# 6 or 8 Inch jointer



## Ed'sGarage (Aug 16, 2007)

I'm sure this topic has been beat to death, but here goes anyway. I'm planning to make some cabinets that are going to take me into new adventures: Rough Sawn and rail stile doors. If I go "rough sawn" I need a jointer. So the question 6 or 8 inch. I know that most everyone says to buy the biggest you can afford. Just some thoughts and assumptions that could use comments from those with more experience than me.
1. one of the major reasons for buying an 8 inch vs a 6 inch seems to be, to be able to joint wider boards. But aren't wider boards used mostly for edged glued panels? If that's a yes, can't the glued panel, with a little more effort, be done with 6 inch wides, rather than 8. 
2. are there any other justifications for going 8 inch other than this? I can't think of any, but then, I've never had a jointer.
3. Regardless of 6 or 8, I probably will go Grizzly since I have a lot of it in my shop and have had good luck, so my thoughts auto go to their line of jointers. Since, again, I don't do any exotic woods, the straight knife heads seem to be more than sufficient. 
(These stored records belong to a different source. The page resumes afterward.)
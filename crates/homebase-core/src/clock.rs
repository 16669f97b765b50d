//! Wall-clock source for record timestamps and sync bookkeeping.

use std::sync::atomic::{AtomicI64, Ordering};

/// Source of "now" in Unix milliseconds.
pub trait Clock: Send + Sync {
    fn now_ms(&self) -> i64;
}

/// Real clock backed by `chrono::Utc`.
#[derive(Debug, Clone, Copy, Default)]
pub struct SystemClock;

impl Clock for SystemClock {
    fn now_ms(&self) -> i64 {
        chrono::Utc::now().timestamp_millis()
    }
}

/// Manually driven clock for deterministic tests and replays.
#[derive(Debug, Default)]
pub struct ManualClock {
    now: AtomicI64,
}

impl ManualClock {
    #[must_use]
    pub const fn new(start_ms: i64) -> Self {
        Self {
            now: AtomicI64::new(start_ms),
        }
    }

    pub fn set(&self, now_ms: i64) {
        self.now.store(now_ms, Ordering::SeqCst);
    }

    pub fn advance(&self, delta_ms: i64) {
        self.now.fetch_add(delta_ms, Ordering::SeqCst);
    }
}

impl Clock for ManualClock {
    fn now_ms(&self) -> i64 {
        self.now.load(Ordering::SeqCst)
    }
}
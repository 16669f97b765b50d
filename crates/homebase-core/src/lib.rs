//! homebase-core - Core library for Homebase
//!
//! This crate contains the record models, the local cache, the merge
//! engine and the debounced sync scheduler behind the Homebase start page.
//! UI clients talk to a [`SyncSession`] and never to the remote store
//! directly.

pub mod clock;
pub mod config;
pub mod db;
pub mod error;
pub mod events;
pub mod export;
pub mod fingerprint;
pub mod gateway;
pub mod merge;
pub mod models;
pub mod scheduler;
pub mod services;
pub mod state;
pub mod store;
pub mod util;
pub mod validate;

pub use clock::{Clock, ManualClock, SystemClock};
pub use config::{AppConfig, RemoteConfig, SyncConfig};
pub use error::{Error, Result};
pub use events::{EventBus, RemoteSnapshot, SyncEvent};
pub use gateway::{GatewayError, MemoryGateway, RemoteGateway, SupabaseGateway};
pub use merge::MergePolicy;
pub use models::{Bookmark, BookmarkDraft, BookmarkPatch, Collection, DockItem, Settings};
pub use services::SyncSession;
pub use state::{SyncState, SyncStatus};
pub use store::LocalStore;
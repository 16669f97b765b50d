//! Export and import of a user's collections.
//!
//! The JSON export document is also the preferred import format. Imports
//! additionally accept a bare array of bookmark candidates.

use std::fmt::Write as _;

use serde::{Deserialize, Serialize};
use serde_json::Value;

use crate::models::{visible, Bookmark, DockItem, Settings};
use crate::validate::{validate_all, validate_bookmark, validate_dock_item};

/// Current export document version. Readers only check that it is present.
pub const EXPORT_VERSION: u32 = 1;

/// Export output format.
#[derive(Debug, Clone, Copy, PartialEq, Eq, Serialize, Deserialize)]
pub enum ExportFormat {
    Json,
    Markdown,
}

impl ExportFormat {
    #[must_use]
    pub const fn extension(self) -> &'static str {
        match self {
            Self::Json => "json",
            Self::Markdown => "md",
        }
    }
}

/// Full export of one user's data. Tombstones are never exported.
#[derive(Debug, Clone, PartialEq, Eq, Serialize, Deserialize)]
#[serde(rename_all = "camelCase")]
pub struct ExportDocument {
    pub records: Vec<Bookmark>,
    #[serde(default)]
    pub dock_items: Vec<DockItem>,
    #[serde(default)]
    pub settings: Settings,
    pub export_time: i64,
    pub version: u32,
}

impl ExportDocument {
    #[must_use]
    pub fn new(
        bookmarks: &[Bookmark],
        dock_items: &[DockItem],
        settings: &Settings,
        export_time: i64,
    ) -> Self {
        Self {
            records: visible(bookmarks).cloned().collect(),
            dock_items: dock_items.to_vec(),
            settings: settings.clone(),
            export_time,
            version: EXPORT_VERSION,
        }
    }
}

/// Render the export document as pretty-printed JSON.
pub fn render_json_export(document: &ExportDocument) -> serde_json::Result<String> {
    serde_json::to_string_pretty(document)
}

/// Render bookmarks as a Markdown link list.
#[must_use]
pub fn render_markdown_export(document: &ExportDocument) -> String {
    let mut output = String::from("# Bookmarks\n\n");

    for bookmark in &document.records {
        let _ = write!(
            output,
            "- [{}]({})",
            escape_link_text(&bookmark.name),
            bookmark.url
        );
        for tag in &bookmark.tags {
            let _ = write!(output, " `{tag}`");
        }
        output.push('\n');
        if let Some(note) = &bookmark.note {
            for line in note.lines() {
                let _ = writeln!(output, "  > {line}");
            }
        }
    }

    if !document.dock_items.is_empty() {
        let _ = writeln!(output, "\n## Dock\n");
        for item in &document.dock_items {
            let _ = writeln!(output, "- [{}]({})", escape_link_text(&item.name), item.url);
        }
    }

    output
}

fn escape_link_text(text: &str) -> String {
    text.replace('[', "\\[").replace(']', "\\]")
}

pub fn render_export(document: &ExportDocument, format: ExportFormat) -> serde_json::Result<String> {
    match format {
        ExportFormat::Json => render_json_export(document),
        ExportFormat::Markdown => Ok(render_markdown_export(document)),
    }
}

/// Build a deterministic default file name for export flows.
#[must_use]
pub fn suggested_export_file_name(format: ExportFormat, timestamp_ms: i64) -> String {
    format!("homebase-export-{timestamp_ms}.{}", format.extension())
}

/// Summary shown to the user after an import.
#[derive(Debug, Clone, Copy, Default, PartialEq, Eq, Serialize)]
#[serde(rename_all = "camelCase")]
pub struct ImportReport {
    /// False only when the input was not a recognizable import document
    pub success: bool,
    pub imported_count: usize,
    pub rejected_count: usize,
}

/// Validated import content, ready to merge.
#[derive(Debug, Clone, Default, PartialEq, Eq)]
pub struct ImportBatch {
    pub report: ImportReport,
    pub bookmarks: Vec<Bookmark>,
    pub dock_items: Vec<DockItem>,
    pub settings: Option<Settings>,
}

impl ImportBatch {
    fn malformed(reason: &str) -> Self {
        tracing::warn!("Rejecting import: {reason}");
        Self::default()
    }
}

/// Parse and validate an import file.
///
/// Individual bad records are dropped and counted. Only input that is not
/// JSON, or JSON of the wrong shape, fails the whole import.
#[must_use]
pub fn parse_import(input: &str) -> ImportBatch {
    let value: Value = match serde_json::from_str(input) {
        Ok(value) => value,
        Err(error) => return ImportBatch::malformed(&format!("not valid JSON ({error})")),
    };

    match value {
        Value::Array(candidates) => {
            let bookmarks = validate_all(&candidates, validate_bookmark);
            ImportBatch {
                report: ImportReport {
                    success: true,
                    imported_count: bookmarks.accepted.len(),
                    rejected_count: bookmarks.rejected,
                },
                bookmarks: bookmarks.accepted,
                ..ImportBatch::default()
            }
        }
        Value::Object(document) => {
            let Some(Value::Array(records)) = document.get("records") else {
                return ImportBatch::malformed("document has no records array");
            };
            if !document.contains_key("version") {
                tracing::debug!("Import document has no version field");
            }

            let bookmarks = validate_all(records, validate_bookmark);
            let dock = match document.get("dockItems") {
                Some(Value::Array(items)) => validate_all(items, validate_dock_item),
                _ => Default::default(),
            };
            let settings = document
                .get("settings")
                .and_then(|raw| match serde_json::from_value(raw.clone()) {
                    Ok(settings) => Some(settings),
                    Err(error) => {
                        tracing::warn!("Ignoring malformed settings in import: {error}");
                        None
                    }
                });

            ImportBatch {
                report: ImportReport {
                    success: true,
                    imported_count: bookmarks.accepted.len() + dock.accepted.len(),
                    rejected_count: bookmarks.rejected + dock.rejected,
                },
                bookmarks: bookmarks.accepted,
                dock_items: dock.accepted,
                settings,
            }
        }
        _ => ImportBatch::malformed("expected an export document or an array"),
    }
}
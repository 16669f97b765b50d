//! One signed-in user's sync session.
//!
//! The session is the explicit owner of everything that used to be ambient
//! state: the local store, the scheduler, the event bus and the background
//! tasks. It is constructed at login and torn down with [`SyncSession::close`]
//! at logout.

use std::collections::BTreeSet;
use std::sync::Arc;
use std::time::Duration;

use tokio::sync::broadcast::{self, error::RecvError};
use tokio::sync::{watch, Mutex};
use tokio::task::JoinHandle;
use tokio::time::{Instant, MissedTickBehavior};

use crate::clock::Clock;
use crate::config::{clamp_debounce, AppConfig, SyncConfig};
use crate::error::{Error, Result};
use crate::events::{EventBus, RemoteSnapshot, SyncEvent};
use crate::export::{parse_import, render_export, ExportDocument, ExportFormat, ImportReport};
use crate::gateway::{ErrorClass, MemoryGateway, RemoteGateway, SupabaseGateway};
use crate::models::{
    Bookmark, BookmarkDraft, BookmarkPatch, Collection, DockItem, DockItemPatch, Settings,
    SyncConflict,
};
use crate::scheduler::{SharedStore, SyncScheduler};
use crate::state::SyncState;
use crate::store::{LoadReport, LocalStore};

/// State shared between the session and its background tasks.
#[derive(Clone)]
struct Shared {
    user_id: Arc<str>,
    store: SharedStore,
    gateway: Arc<dyn RemoteGateway>,
    scheduler: Arc<SyncScheduler>,
    bus: EventBus,
}

/// Thread-safe handle over a user's records and their sync machinery.
pub struct SyncSession {
    shared: Shared,
    clock: Arc<dyn Clock>,
    listener: Option<JoinHandle<()>>,
    poller: Option<JoinHandle<()>>,
}
//! Runtime configuration for the sync engine.
//!
//! Values come from the embedding app or from environment variables. Only
//! public endpoints and keys live here; the user's access token is supplied
//! by the identity provider at login.

use std::collections::HashMap;
use std::env;
use std::path::PathBuf;
use std::time::Duration;

use serde::{Deserialize, Serialize};

use crate::error::{Error, Result};
use crate::models::{Settings, DEFAULT_DEBOUNCE_MS, MAX_DEBOUNCE_MS, MIN_DEBOUNCE_MS};
use crate::util::{is_http_url, normalize_text_option, parse_flag};

const DEFAULT_EVENT_CAPACITY: usize = 64;

const ENV_CACHE_PATH: &str = "HOMEBASE_CACHE_PATH";
const ENV_PERSIST: &str = "HOMEBASE_PERSIST";
const ENV_DEBOUNCE_MS: &str = "HOMEBASE_DEBOUNCE_MS";
const ENV_AUTO_SYNC: &str = "HOMEBASE_AUTO_SYNC";
const ENV_PULL_INTERVAL_SECS: &str = "HOMEBASE_PULL_INTERVAL_SECS";
const ENV_SUPABASE_URL: &str = "SUPABASE_URL";
const ENV_SUPABASE_ANON_KEY: &str = "SUPABASE_ANON_KEY";

/// Scheduler and session tuning.
#[derive(Debug, Clone, PartialEq, Eq)]
pub struct SyncConfig {
    /// Quiet period after the last mutation before a push
    pub debounce: Duration,
    /// Push automatically when the debounce window elapses
    pub auto_sync: bool,
    /// Periodic pull cadence; `None` pulls only on demand
    pub pull_interval: Option<Duration>,
    /// Event bus buffer size
    pub event_capacity: usize,
}

impl Default for SyncConfig {
    fn default() -> Self {
        Self {
            debounce: Duration::from_millis(DEFAULT_DEBOUNCE_MS),
            auto_sync: true,
            pull_interval: None,
            event_capacity: DEFAULT_EVENT_CAPACITY,
        }
    }
}

impl SyncConfig {
    /// Set the debounce window, clamped to the supported range.
    #[must_use]
    pub fn with_debounce_ms(mut self, millis: u64) -> Self {
        self.debounce = clamp_debounce(millis);
        self
    }

    #[must_use]
    pub const fn with_pull_interval(mut self, interval: Duration) -> Self {
        self.pull_interval = Some(interval);
        self
    }

    #[must_use]
    pub const fn without_auto_sync(mut self) -> Self {
        self.auto_sync = false;
        self
    }

    /// Take the user-adjustable knobs from synced settings.
    #[must_use]
    pub fn with_settings(mut self, settings: &Settings) -> Self {
        self.debounce = Duration::from_millis(settings.clamped_debounce_ms());
        self.auto_sync = settings.auto_sync;
        self
    }
}

/// Clamp a debounce window to `[MIN_DEBOUNCE_MS, MAX_DEBOUNCE_MS]`.
#[must_use]
pub fn clamp_debounce(millis: u64) -> Duration {
    Duration::from_millis(millis.clamp(MIN_DEBOUNCE_MS, MAX_DEBOUNCE_MS))
}

/// Public endpoint of the remote store.
#[derive(Debug, Clone, PartialEq, Eq, Serialize, Deserialize)]
pub struct RemoteConfig {
    pub supabase_url: String,
    pub anon_key: String,
}

impl RemoteConfig {
    pub fn new(supabase_url: impl Into<String>, anon_key: impl Into<String>) -> Result<Self> {
        let supabase_url = normalize_text_option(Some(supabase_url.into()))
            .ok_or_else(|| Error::Config("Supabase URL must not be empty".to_string()))?;
        if !is_http_url(&supabase_url) {
            return Err(Error::Config(
                "Supabase URL must include http:// or https://".to_string(),
            ));
        }
        let anon_key = normalize_text_option(Some(anon_key.into()))
            .ok_or_else(|| Error::Config("Supabase anon key must not be empty".to_string()))?;

        Ok(Self {
            supabase_url: supabase_url.trim_end_matches('/').to_string(),
            anon_key,
        })
    }

    /// `PostgREST` base URL.
    #[must_use]
    pub fn rest_url(&self) -> String {
        format!("{}/rest/v1", self.supabase_url)
    }
}

/// Everything needed to start a session.
#[derive(Debug, Clone, Default, PartialEq, Eq)]
pub struct AppConfig {
    /// Cache file location; `None` keeps the store in memory
    pub cache_path: Option<PathBuf>,
    /// Whether the user granted persistent storage
    pub persistence_consent: bool,
    /// Remote store; `None` runs local-only
    pub remote: Option<RemoteConfig>,
    pub sync: SyncConfig,
}

impl AppConfig {
    pub fn from_env() -> Result<Self> {
        let values: HashMap<String, String> = env::vars().collect();
        Self::from_lookup(|name| values.get(name).cloned())
    }

    pub fn from_lookup(lookup: impl Fn(&str) -> Option<String>) -> Result<Self> {
        let read = |name: &str| normalize_text_option(lookup(name));

        let cache_path = read(ENV_CACHE_PATH).map(PathBuf::from);
        let persistence_consent = read(ENV_PERSIST).is_some_and(|value| parse_flag(&value));

        let mut sync = SyncConfig::default();
        if let Some(raw) = read(ENV_DEBOUNCE_MS) {
            let millis = parse_number(ENV_DEBOUNCE_MS, &raw)?;
            sync = sync.with_debounce_ms(millis);
        }
        if let Some(raw) = read(ENV_AUTO_SYNC) {
            sync.auto_sync = parse_flag(&raw);
        }
        if let Some(raw) = read(ENV_PULL_INTERVAL_SECS) {
            let secs = parse_number(ENV_PULL_INTERVAL_SECS, &raw)?;
            if secs > 0 {
                sync = sync.with_pull_interval(Duration::from_secs(secs));
            }
        }

        let remote = match (read(ENV_SUPABASE_URL), read(ENV_SUPABASE_ANON_KEY)) {
            (Some(url), Some(key)) => Some(RemoteConfig::new(url, key)?),
            (None, None) => None,
            (Some(_), None) => {
                return Err(Error::Config(format!(
                    "{ENV_SUPABASE_URL} is set but {ENV_SUPABASE_ANON_KEY} is missing"
                )))
            }
            (None, Some(_)) => {
                return Err(Error::Config(format!(
                    "{ENV_SUPABASE_ANON_KEY} is set but {ENV_SUPABASE_URL} is missing"
                )))
            }
        };

        Ok(Self {
            cache_path,
            persistence_consent,
            remote,
            sync,
        })
    }
}

fn parse_number(name: &str, raw: &str) -> Result<u64> {
    raw.parse()
        .map_err(|_| Error::Config(format!("{name} must be a non-negative integer, got {raw:?}")))
}
//! Ephemeral sync status shown by the status indicator.
//!
//! Nothing here is persisted or consulted by merging.

/// Summary used for the indicator icon.
#[derive(Clone, Copy, Debug, PartialEq, Eq)]
pub enum SyncStatus {
    Offline,
    Syncing,
    Synced,
    Pending,
    Error,
}

/// Live sync bookkeeping for one session.
#[derive(Clone, Debug, Default, PartialEq, Eq)]
pub struct SyncState {
    pub sync_in_progress: bool,
    /// Unix ms of the last successful push or pull
    pub last_sync_time: Option<i64>,
    /// User-visible, dismissible error message
    pub sync_error: Option<String>,
    /// Mutations not yet covered by a successful push
    pub pending_changes: u64,
}

impl SyncState {
    #[must_use]
    pub const fn status(&self) -> SyncStatus {
        if self.sync_in_progress {
            SyncStatus::Syncing
        } else if self.sync_error.is_some() {
            SyncStatus::Error
        } else if self.pending_changes > 0 {
            SyncStatus::Pending
        } else if self.last_sync_time.is_some() {
            SyncStatus::Synced
        } else {
            SyncStatus::Offline
        }
    }
}
//! Database migrations

use crate::error::Result;
use rusqlite::Connection;

/// Current schema version
const CURRENT_VERSION: i32 = 1;

/// Run all pending migrations
pub fn run(conn: &Connection) -> Result<()> {
    let version = get_version(conn)?;

    if version < 1 {
        migrate_v1(conn)?;
    }

    debug_assert_eq!(get_version(conn)?, CURRENT_VERSION);
    Ok(())
}

/// Get the current schema version
fn get_version(conn: &Connection) -> Result<i32> {
    let exists: bool = conn.query_row(
        "SELECT EXISTS(SELECT 1 FROM sqlite_master WHERE type='table' AND name='schema_version')",
        [],
        |row| row.get(0),
    )?;

    if !exists {
        return Ok(0);
    }

    let version: i32 = conn.query_row(
        "SELECT COALESCE(MAX(version), 0) FROM schema_version",
        [],
        |row| row.get(0),
    )?;
    Ok(version)
}

/// Migration to version 1: key/value cache, one JSON document per collection
fn migrate_v1(conn: &Connection) -> Result<()> {
    conn.execute_batch(
        "BEGIN;
        CREATE TABLE IF NOT EXISTS schema_version (
            version INTEGER PRIMARY KEY
        );
        CREATE TABLE IF NOT EXISTS cache (
            key TEXT PRIMARY KEY,
            value TEXT NOT NULL,
            updated_at INTEGER NOT NULL
        );
        INSERT INTO schema_version (version) VALUES (1);
        COMMIT;",
    )?;
    tracing::debug!("Applied cache migration v1");
    Ok(())
}

#[cfg(test)]
mod tests {
    use super::*;

    #[test]
    fn migrations_are_idempotent() {
        let conn = Connection::open_in_memory().unwrap();
        run(&conn).unwrap();
        run(&conn).unwrap();
        assert_eq!(get_version(&conn).unwrap(), CURRENT_VERSION);
    }
}
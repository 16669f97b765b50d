//! Database layer for the local cache

mod cache_repository;
mod connection;
mod migrations;

pub use cache_repository::{CacheRepository, SqliteCacheRepository};
pub use connection::Database;
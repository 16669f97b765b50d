//! In-process remote store.
//!
//! Backs local-only sessions and tests: it counts pushes, can simulate
//! latency, and can be told to fail the next calls.

use std::collections::{HashMap, VecDeque};
use std::sync::atomic::{AtomicUsize, Ordering};
use std::sync::{Mutex, MutexGuard, PoisonError};
use std::time::Duration;

use async_trait::async_trait;
use serde_json::Value;

use super::{GatewayError, GatewayResult, RemoteGateway};
use crate::models::Collection;

#[derive(Debug, Default)]
pub struct MemoryGateway {
    rows: Mutex<HashMap<(String, Collection), Value>>,
    push_counts: Mutex<HashMap<Collection, usize>>,
    push_failures: Mutex<VecDeque<GatewayError>>,
    pull_failures: Mutex<VecDeque<GatewayError>>,
    latency: Option<Duration>,
    in_flight: AtomicUsize,
    max_in_flight: AtomicUsize,
}

fn lock<T>(mutex: &Mutex<T>) -> MutexGuard<'_, T> {
    mutex.lock().unwrap_or_else(PoisonError::into_inner)
}

impl MemoryGateway {
    #[must_use]
    pub fn new() -> Self {
        Self::default()
    }

    /// Delay every push by `latency` (tokio time, so paused clocks apply).
    #[must_use]
    pub fn with_latency(mut self, latency: Duration) -> Self {
        self.latency = Some(latency);
        self
    }

    /// Store a document as if another device had pushed it.
    pub fn seed(&self, user_id: &str, collection: Collection, payload: Value) {
        lock(&self.rows).insert((user_id.to_string(), collection), payload);
    }

    #[must_use]
    pub fn stored(&self, user_id: &str, collection: Collection) -> Option<Value> {
        lock(&self.rows)
            .get(&(user_id.to_string(), collection))
            .cloned()
    }

    /// Successful pushes so far for `collection`.
    #[must_use]
    pub fn push_count(&self, collection: Collection) -> usize {
        lock(&self.push_counts)
            .get(&collection)
            .copied()
            .unwrap_or(0)
    }

    /// Highest number of pushes that were running at the same time.
    #[must_use]
    pub fn max_in_flight(&self) -> usize {
        self.max_in_flight.load(Ordering::SeqCst)
    }

    pub fn fail_next_push(&self, error: GatewayError) {
        lock(&self.push_failures).push_back(error);
    }

    pub fn fail_next_pull(&self, error: GatewayError) {
        lock(&self.pull_failures).push_back(error);
    }
}

#[async_trait]
impl RemoteGateway for MemoryGateway {
    async fn pull(&self, user_id: &str, collection: Collection) -> GatewayResult<Option<Value>> {
        if let Some(error) = lock(&self.pull_failures).pop_front() {
            return Err(error);
        }
        Ok(self.stored(user_id, collection))
    }

    async fn push(
        &self,
        user_id: &str,
        collection: Collection,
        payload: &Value,
    ) -> GatewayResult<()> {
        let running = self.in_flight.fetch_add(1, Ordering::SeqCst) + 1;
        self.max_in_flight.fetch_max(running, Ordering::SeqCst);

        if let Some(latency) = self.latency {
            tokio::time::sleep(latency).await;
        }

        let failure = lock(&self.push_failures).pop_front();
        let result = match failure {
            Some(error) => Err(error),
            None => {
                self.seed(user_id, collection, payload.clone());
                *lock(&self.push_counts).entry(collection).or_insert(0) += 1;
                Ok(())
            }
        };

        self.in_flight.fetch_sub(1, Ordering::SeqCst);
        result
    }
}
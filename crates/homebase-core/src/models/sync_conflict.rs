//! Sync conflict model

use serde::{Deserialize, Serialize};

/// Which replica's copy survived a last-write-wins comparison.
#[derive(Debug, Clone, Copy, PartialEq, Eq, Serialize, Deserialize)]
#[serde(rename_all = "lowercase")]
pub enum ConflictWinner {
    Local,
    Remote,
}

/// Recorded sync conflict resolved by last-write-wins
///
/// Only ids present on both sides with differing content are recorded.
#[derive(Debug, Clone, PartialEq, Eq, Serialize, Deserialize)]
#[serde(rename_all = "camelCase")]
pub struct SyncConflict {
    /// Record involved in the conflict
    pub record_id: String,
    /// Local copy's timestamp
    pub local_updated_at: i64,
    /// Incoming copy's timestamp
    pub incoming_updated_at: i64,
    pub winner: ConflictWinner,
}
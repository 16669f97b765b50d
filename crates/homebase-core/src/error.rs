//! Error types for homebase-core

use thiserror::Error;

use crate::gateway::GatewayError;

/// Result type alias using homebase-core's Error
pub type Result<T> = std::result::Result<T, Error>;

/// Errors that can occur in homebase-core operations
#[derive(Error, Debug)]
pub enum Error {
    /// `SQLite` error
    #[error("SQLite error: {0}")]
    Sqlite(#[from] rusqlite::Error),

    /// IO error
    #[error("IO error: {0}")]
    Io(#[from] std::io::Error),

    /// Record not found
    #[error("Record not found: {0}")]
    NotFound(String),

    /// Invalid input
    #[error("Invalid input: {0}")]
    InvalidInput(String),

    /// Serialization error
    #[error("Serialization error: {0}")]
    Serialization(#[from] serde_json::Error),

    /// Configuration error
    #[error("Configuration error: {0}")]
    Config(String),

    /// Remote store error
    #[error(transparent)]
    Gateway(#[from] GatewayError),
}
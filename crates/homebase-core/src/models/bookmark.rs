//! Bookmark model

use serde::{Deserialize, Serialize};
use uuid::Uuid;

use super::record::{timestamp_or_zero, Identified, Record};

/// A bookmark card on the start page.
#[derive(Debug, Clone, PartialEq, Eq, Serialize, Deserialize)]
#[serde(rename_all = "camelCase")]
pub struct Bookmark {
    /// Stable caller-assigned identifier, immutable once created
    pub id: String,
    /// Display name
    #[serde(alias = "title")]
    pub name: String,
    /// Absolute target URL
    pub url: String,
    /// Favicon reference (URL or data URI)
    #[serde(default, skip_serializing_if = "Option::is_none")]
    pub favicon: Option<String>,
    #[serde(default)]
    pub tags: Vec<String>,
    /// Free-text note
    #[serde(default, skip_serializing_if = "Option::is_none")]
    pub note: Option<String>,
    #[serde(default)]
    pub visit_count: u64,
    /// Last visit timestamp (Unix ms)
    #[serde(default, skip_serializing_if = "Option::is_none")]
    pub last_visited: Option<i64>,
    /// Last mutation timestamp (Unix ms), the only conflict-resolution signal
    #[serde(default, deserialize_with = "timestamp_or_zero")]
    pub updated_at: i64,
    /// Soft delete flag for sync
    #[serde(default)]
    pub deleted: bool,
}

/// Fields supplied by the UI when creating a bookmark.
#[derive(Debug, Clone, Default, PartialEq, Eq)]
pub struct BookmarkDraft {
    /// Caller-assigned id; a UUID v7 is generated when absent
    pub id: Option<String>,
    pub name: String,
    pub url: String,
    pub favicon: Option<String>,
    pub tags: Vec<String>,
    pub note: Option<String>,
}

impl BookmarkDraft {
    pub fn new(name: impl Into<String>, url: impl Into<String>) -> Self {
        Self {
            name: name.into(),
            url: url.into(),
            ..Self::default()
        }
    }
}

/// A partial edit. `None` leaves the field untouched; `Some(None)` clears an optional field.
#[derive(Debug, Clone, Default, PartialEq, Eq)]
pub struct BookmarkPatch {
    pub name: Option<String>,
    pub url: Option<String>,
    pub favicon: Option<Option<String>>,
    pub tags: Option<Vec<String>>,
    pub note: Option<Option<String>>,
}

impl Bookmark {
    /// Create a live bookmark from a draft, stamped at `now_ms`.
    #[must_use]
    pub fn from_draft(draft: BookmarkDraft, now_ms: i64) -> Self {
        Self {
            id: draft
                .id
                .unwrap_or_else(|| Uuid::now_v7().to_string()),
            name: draft.name.trim().to_string(),
            url: draft.url.trim().to_string(),
            favicon: draft.favicon,
            tags: normalize_tags(draft.tags),
            note: draft.note,
            visit_count: 0,
            last_visited: None,
            updated_at: now_ms,
            deleted: false,
        }
    }

    /// Apply a patch to a copy of this bookmark without touching `updated_at`.
    #[must_use]
    pub fn patched(&self, patch: BookmarkPatch) -> Self {
        let mut next = self.clone();
        if let Some(name) = patch.name {
            next.name = name.trim().to_string();
        }
        if let Some(url) = patch.url {
            next.url = url.trim().to_string();
        }
        if let Some(favicon) = patch.favicon {
            next.favicon = favicon;
        }
        if let Some(tags) = patch.tags {
            next.tags = normalize_tags(tags);
        }
        if let Some(note) = patch.note {
            next.note = note;
        }
        next
    }
}

impl Identified for Bookmark {
    fn id(&self) -> &str {
        &self.id
    }
}

impl Record for Bookmark {
    fn updated_at(&self) -> i64 {
        self.updated_at
    }

    fn is_deleted(&self) -> bool {
        self.deleted
    }
}

/// Trim, drop empties and deduplicate tags (case-insensitive), keeping first-seen order.
#[must_use]
pub fn normalize_tags(tags: Vec<String>) -> Vec<String> {
    let mut seen = std::collections::HashSet::new();
    tags.into_iter()
        .map(|tag| tag.trim().to_string())
        .filter(|tag| !tag.is_empty())
        .filter(|tag| seen.insert(tag.to_lowercase()))
        .collect()
}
Any comments from those more knowledgeable than me is appreciated.

Ed


----------



## firehawkmph (Apr 26, 2008)

Ed,
Just my .02 here. Obviously like you stated, if money and shopspace are no object, buy bigger. But for what you are doing, I don't see why a 6" wouldn't work fine. I just bought a 6" late last year and got a jet with the longer bed. Any time I am doing glue ups for panels, table tops, etc., I am ripping boards less than 6" to help control warping. One of the other advantadges of going with an 8" jointer is to get a longer bed. If you aren't going to be jointing any overly long boards, than you may not need an 8" machine. The one thing I look at in a jointer or planer is the ease of blade changes. The jet I bought has a quick change setup which makes it a simple process. If it's a PITA to change, you are not going to want to do that. Hope this helps,
Mike Hawkins


----------



## sweensdv (Mar 3, 2008)

firehawkmph said:


> Ed,
> .........Obviously like you stated, if money and shopspace are no object, buy bigger.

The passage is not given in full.